• Collected data

☆ ☆ ☆ ☆ ☆ ☆ ☆

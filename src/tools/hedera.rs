//! Read-only Hedera tools backed by the public mirror node REST API.

use std::time::Duration;

use async_trait::async_trait;
use serde::{Deserialize, Serialize};
use serde_json::Value;

use crate::agent::InvocationContext;
use crate::config::HederaConfig;
use crate::error::ToolError;
use crate::tools::{ChainTool, ToolOutput};

pub const HBAR_BALANCE_TOOL_NAME: &str = "hedera_get_hbar_balance";
const TINYBARS_PER_HBAR: i64 = 100_000_000;
const ALLOWED_SCHEMES: &[&str] = &["https", "http"];

/// Looks up the HBAR and token balances of one account.
#[derive(Debug)]
pub struct HederaBalanceTool {
    client: reqwest::Client,
    mirror_node_url: String,
    operator_account_id: Option<String>,
}

#[derive(Debug, Clone, Deserialize)]
#[serde(rename_all = "camelCase")]
struct BalanceParams {
    #[serde(default)]
    account_id: Option<String>,
}

#[derive(Debug, Deserialize)]
struct MirrorAccount {
    account: String,
    balance: MirrorBalance,
}

#[derive(Debug, Deserialize)]
struct MirrorBalance {
    balance: i64,
    #[serde(default)]
    timestamp: Option<String>,
    #[serde(default)]
    tokens: Vec<MirrorTokenBalance>,
}

#[derive(Debug, Deserialize, Serialize)]
struct MirrorTokenBalance {
    token_id: String,
    balance: i64,
}

#[derive(Debug, Serialize)]
#[serde(rename_all = "camelCase")]
struct BalanceReport {
    account_id: String,
    hbar_balance: String,
    tinybars: i64,
    tokens: Vec<MirrorTokenBalance>,
    #[serde(skip_serializing_if = "Option::is_none")]
    timestamp: Option<String>,
}

impl HederaBalanceTool {
    pub fn new(
        mirror_node_url: &str,
        operator_account_id: Option<String>,
    ) -> Result<Self, ToolError> {
        validate_mirror_url(mirror_node_url).map_err(|reason| ToolError::InvalidParameters {
            name: HBAR_BALANCE_TOOL_NAME.to_string(),
            reason,
        })?;
        let client = reqwest::Client::builder()
            .timeout(Duration::from_secs(10))
            .build()
            .map_err(|e| ToolError::ExecutionFailed {
                name: HBAR_BALANCE_TOOL_NAME.to_string(),
                reason: format!("HTTP client init failed: {e}"),
            })?;
        Ok(Self {
            client,
            mirror_node_url: mirror_node_url.trim_end_matches('/').to_string(),
            operator_account_id,
        })
    }

    pub fn from_config(config: &HederaConfig) -> Result<Self, ToolError> {
        Self::new(&config.mirror_node_url, config.operator_account_id.clone())
    }

    /// Explicit parameter first, then whoever the call acts for.
    fn resolve_account(
        &self,
        params: &BalanceParams,
        ctx: &InvocationContext,
    ) -> Result<String, ToolError> {
        let acting_account = if ctx.custodial_mode {
            self.operator_account_id.as_deref()
        } else {
            ctx.account_id.as_deref()
        };
        let raw = params
            .account_id
            .as_deref()
            .map(str::trim)
            .filter(|id| !id.is_empty())
            .or(acting_account)
            .ok_or_else(|| invalid("no accountId given and no account is bound to this call"))?;
        parse_account_id(raw)
    }
}

fn invalid(reason: impl Into<String>) -> ToolError {
    ToolError::InvalidParameters {
        name: HBAR_BALANCE_TOOL_NAME.to_string(),
        reason: reason.into(),
    }
}

fn failed(reason: impl Into<String>) -> ToolError {
    ToolError::ExecutionFailed {
        name: HBAR_BALANCE_TOOL_NAME.to_string(),
        reason: reason.into(),
    }
}

/// Accepts `shard.realm.num` with decimal components.
fn parse_account_id(raw: &str) -> Result<String, ToolError> {
    let parts: Vec<&str> = raw.trim().split('.').collect();
    let well_formed = parts.len() == 3
        && parts
            .iter()
            .all(|p| !p.is_empty() && p.bytes().all(|b| b.is_ascii_digit()));
    if !well_formed {
        return Err(invalid(format!(
            "invalid account id '{raw}': expected shard.realm.num"
        )));
    }
    Ok(parts.join("."))
}

fn validate_mirror_url(url: &str) -> Result<(), String> {
    let parsed = url::Url::parse(url).map_err(|e| format!("mirror node URL parse failed: {e}"))?;
    if !parsed.username().is_empty() || parsed.password().is_some() {
        return Err("mirror node URL must not contain userinfo".to_string());
    }
    if !ALLOWED_SCHEMES
        .iter()
        .any(|s| parsed.scheme().eq_ignore_ascii_case(s))
    {
        return Err(format!(
            "scheme '{}' is not allowed (allowed: {})",
            parsed.scheme(),
            ALLOWED_SCHEMES.join(", ")
        ));
    }
    if parsed.host_str().is_none() {
        return Err("mirror node URL is missing host".to_string());
    }
    Ok(())
}

fn format_hbar(tinybars: i64) -> String {
    let sign = if tinybars < 0 { "-" } else { "" };
    let abs = tinybars.unsigned_abs();
    let per = TINYBARS_PER_HBAR as u64;
    format!("{sign}{}.{:08}", abs / per, abs % per)
}

#[async_trait]
impl ChainTool for HederaBalanceTool {
    fn name(&self) -> &str {
        HBAR_BALANCE_TOOL_NAME
    }

    fn description(&self) -> &str {
        "Returns the HBAR balance and token balances of a Hedera account. \
         Defaults to the account this request acts for."
    }

    fn parameters_schema(&self) -> Value {
        serde_json::json!({
            "type": "object",
            "properties": {
                "accountId": {
                    "type": "string",
                    "description": "Account in shard.realm.num form, e.g. 0.0.1234. Optional."
                }
            }
        })
    }

    async fn execute(
        &self,
        params: Value,
        ctx: &InvocationContext,
    ) -> Result<ToolOutput, ToolError> {

        let params: BalanceParams = match params {
            Value::Null => BalanceParams { account_id: None },
            other => serde_json::from_value(other)
                .map_err(|e| invalid(format!("invalid parameters: {e}")))?,
        };
        let account_id = self.resolve_account(&params, ctx)?;

        let url = format!("{}/api/v1/accounts/{}", self.mirror_node_url, account_id);
        let response = self
            .client
            .get(&url)
            .header("Accept", "application/json")
            .send()
            .await
            .map_err(|e| failed(format!("mirror node request failed: {e}")))?;

        let status = response.status();
        if status == reqwest::StatusCode::NOT_FOUND {
            return Err(failed(format!("account {account_id} not found")));
        }
        if !status.is_success() {
            let body = response.text().await.unwrap_or_default();
            return Err(failed(format!(
                "mirror node returned HTTP {}: {}",
                status.as_u16(),
                body
            )));
        }

        let account: MirrorAccount = response
            .json()
            .await
            .map_err(|e| failed(format!("unreadable mirror node response: {e}")))?;

        let report = BalanceReport {
            account_id: account.account,
            hbar_balance: format_hbar(account.balance.balance),
            tinybars: account.balance.balance,
            tokens: account.balance.tokens,
            timestamp: account.balance.timestamp,
        };
        let result = serde_json::to_value(report)
            .map_err(|e| failed(format!("failed to encode balance: {e}")))?;
        Ok(ToolOutput::success(result))
    }

    fn execution_timeout(&self) -> Duration {
        Duration::from_secs(15)
    }
}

☆ ☆ ☆ ☆ ☆ ☆ ☆

• WHAT YOU HAVE TO DO
All the entries above need to be repeated word for word.

• SOLVED PROBLEM
filename src/tools/hedera.rs
//! Read-only Hedera tools backed by the public mirror node REST API.

use std::time::Duration;

use async_trait::async_trait;
use serde::{Deserialize, Serialize};
use serde_json::Value;

use crate::agent::InvocationContext;
use crate::config::HederaConfig;
use crate::error::ToolError;
use crate::tools::{ChainTool, ToolOutput};

pub const HBAR_BALANCE_TOOL_NAME: &str = "hedera_get_hbar_balance";
const TINYBARS_PER_HBAR: i64 = 100_000_000;
const ALLOWED_SCHEMES: &[&str] = &["https", "http"];

/// Looks up the HBAR and token balances of one account.
#[derive(Debug)]
pub struct HederaBalanceTool {
    client: reqwest::Client,
    mirror_node_url: String,
    operator_account_id: Option<String>,
}

#[derive(Debug, Clone, Deserialize)]
#[serde(rename_all = "camelCase")]
struct BalanceParams {
    #[serde(default)]
    account_id: Option<String>,
}

#[derive(Debug, Deserialize)]
struct MirrorAccount {
    account: String,
    balance: MirrorBalance,
}

#[derive(Debug, Deserialize)]
struct MirrorBalance {
    balance: i64,
    #[serde(default)]
    timestamp: Option<String>,
    #[serde(default)]
    tokens: Vec<MirrorTokenBalance>,
}

#[derive(Debug, Deserialize, Serialize)]
struct MirrorTokenBalance {
    token_id: String,
    balance: i64,
}

#[derive(Debug, Serialize)]
#[serde(rename_all = "camelCase")]
struct BalanceReport {
    account_id: String,
    hbar_balance: String,
    tinybars: i64,
    tokens: Vec<MirrorTokenBalance>,
    #[serde(skip_serializing_if = "Option::is_none")]
    timestamp: Option<String>,
}

impl HederaBalanceTool {
    pub fn new(
        mirror_node_url: &str,
        operator_account_id: Option<String>,
    ) -> Result<Self, ToolError> {
        validate_mirror_url(mirror_node_url).map_err(|reason| ToolError::InvalidParameters {
            name: HBAR_BALANCE_TOOL_NAME.to_string(),
            reason,
        })?;
        let client = reqwest::Client::builder()
            .timeout(Duration::from_secs(10))
            .build()
            .map_err(|e| ToolError::ExecutionFailed {
                name: HBAR_BALANCE_TOOL_NAME.to_string(),
                reason: format!("HTTP client init failed: {e}"),
            })?;
        Ok(Self {
            client,
            mirror_node_url: mirror_node_url.trim_end_matches('/').to_string(),
            operator_account_id,
        })
    }

    pub fn from_config(config: &HederaConfig) -> Result<Self, ToolError> {
        Self::new(&config.mirror_node_url, config.operator_account_id.clone())
    }

    /// Explicit parameter first, then whoever the call acts for.
    fn resolve_account(
        &self,
        params: &BalanceParams,
        ctx: &InvocationContext,
    ) -> Result<String, ToolError> {
        let acting_account = if ctx.custodial_mode {
            self.operator_account_id.as_deref()
        } else {
            ctx.account_id.as_deref()
        };
        let raw = params
            .account_id
            .as_deref()
            .map(str::trim)
            .filter(|id| !id.is_empty())
            .or(acting_account)
            .ok_or_else(|| invalid("no accountId given and no account is bound to this call"))?;
        parse_account_id(raw)
    }
}

fn invalid(reason: impl Into<String>) -> ToolError {
    ToolError::InvalidParameters {
        name: HBAR_BALANCE_TOOL_NAME.to_string(),
        reason: reason.into(),
    }
}

fn failed(reason: impl Into<String>) -> ToolError {
    ToolError::ExecutionFailed {
        name: HBAR_BALANCE_TOOL_NAME.to_string(),
        reason: reason.into(),
    }
}

/// Accepts `shard.realm.num` with decimal components.
fn parse_account_id(raw: &str) -> Result<String, ToolError> {
    let parts: Vec<&str> = raw.trim().split('.').collect();
    let well_formed = parts.len() == 3
        && parts
            .iter()
            .all(|p| !p.is_empty() && p.bytes().all(|b| b.is_ascii_digit()));
    if !well_formed {
        return Err(invalid(format!(
            "invalid account id '{raw}': expected shard.realm.num"
        )));
    }
    Ok(parts.join("."))
}

fn validate_mirror_url(url: &str) -> Result<(), String> {
    let parsed = url::Url::parse(url).map_err(|e| format!("mirror node URL parse failed: {e}"))?;
    if !parsed.username().is_empty() || parsed.password().is_some() {
        return Err("mirror node URL must not contain userinfo".to_string());
    }
    if !ALLOWED_SCHEMES
        .iter()
        .any(|s| parsed.scheme().eq_ignore_ascii_case(s))
    {
        return Err(format!(
            "scheme '{}' is not allowed (allowed: {})",
            parsed.scheme(),
            ALLOWED_SCHEMES.join(", ")
        ));
    }
    if parsed.host_str().is_none() {
        return Err("mirror node URL is missing host".to_string());
    }
    Ok(())
}

fn format_hbar(tinybars: i64) -> String {
    let sign = if tinybars < 0 { "-" } else { "" };
    let abs = tinybars.unsigned_abs();
    let per = TINYBARS_PER_HBAR as u64;
    format!("{sign}{}.{:08}", abs / per, abs % per)
}

#[async_trait]
impl ChainTool for HederaBalanceTool {
    fn name(&self) -> &str {
        HBAR_BALANCE_TOOL_NAME
    }

    fn description(&self) -> &str {
        "Returns the HBAR balance and token balances of a Hedera account. \
         Defaults to the account this request acts for."
    }

    fn parameters_schema(&self) -> Value {
        serde_json::json!({
            "type": "object",
            "properties": {
                "accountId": {
                    "type": "string",
                    "description": "Account in shard.realm.num form, e.g. 0.0.1234. Optional."
                }
            }
        })
    }

    async fn execute(
        &self,
        params: Value,
        ctx: &InvocationContext,
    ) -> Result<ToolOutput, ToolError> {

        let params: BalanceParams = match params {
            Value::Null => BalanceParams { account_id: None },
            other => serde_json::from_value(other)
                .map_err(|e| invalid(format!("invalid parameters: {e}")))?,
        };
        let account_id = self.resolve_account(&params, ctx)?;

        let url = format!("{}/api/v1/accounts/{}", self.mirror_node_url, account_id);
        let response = self
            .client
            .get(&url)
            .header("Accept", "application/json")
            .send()
            .await
            .map_err(|e| failed(format!("mirror node request failed: {e}")))?;

        let status = response.status();
        if status == reqwest::StatusCode::NOT_FOUND {
            return Err(failed(format!("account {account_id} not found")));
        }
        if !status.is_success() {
            let body = response.text().await.unwrap_or_default();
            return Err(failed(format!(
                "mirror node returned HTTP {}: {}",
                status.as_u16(),
                body
            )));
        }

        let account: MirrorAccount = response
            .json()
            .await
            .map_err(|e| failed(format!("unreadable mirror node response: {e}")))?;

        let report = BalanceReport {
            account_id: account.account,
            hbar_balance: format_hbar(account.balance.balance),
            tinybars: account.balance.balance,
            tokens: account.balance.tokens,
            timestamp: account.balance.timestamp,
        };
        let result = serde_json::to_value(report)
            .map_err(|e| failed(format!("failed to encode balance: {e}")))?;
        Ok(ToolOutput::success(result))
    }

    fn execution_timeout(&self) -> Duration {
        Duration::from_secs(15)
    }
}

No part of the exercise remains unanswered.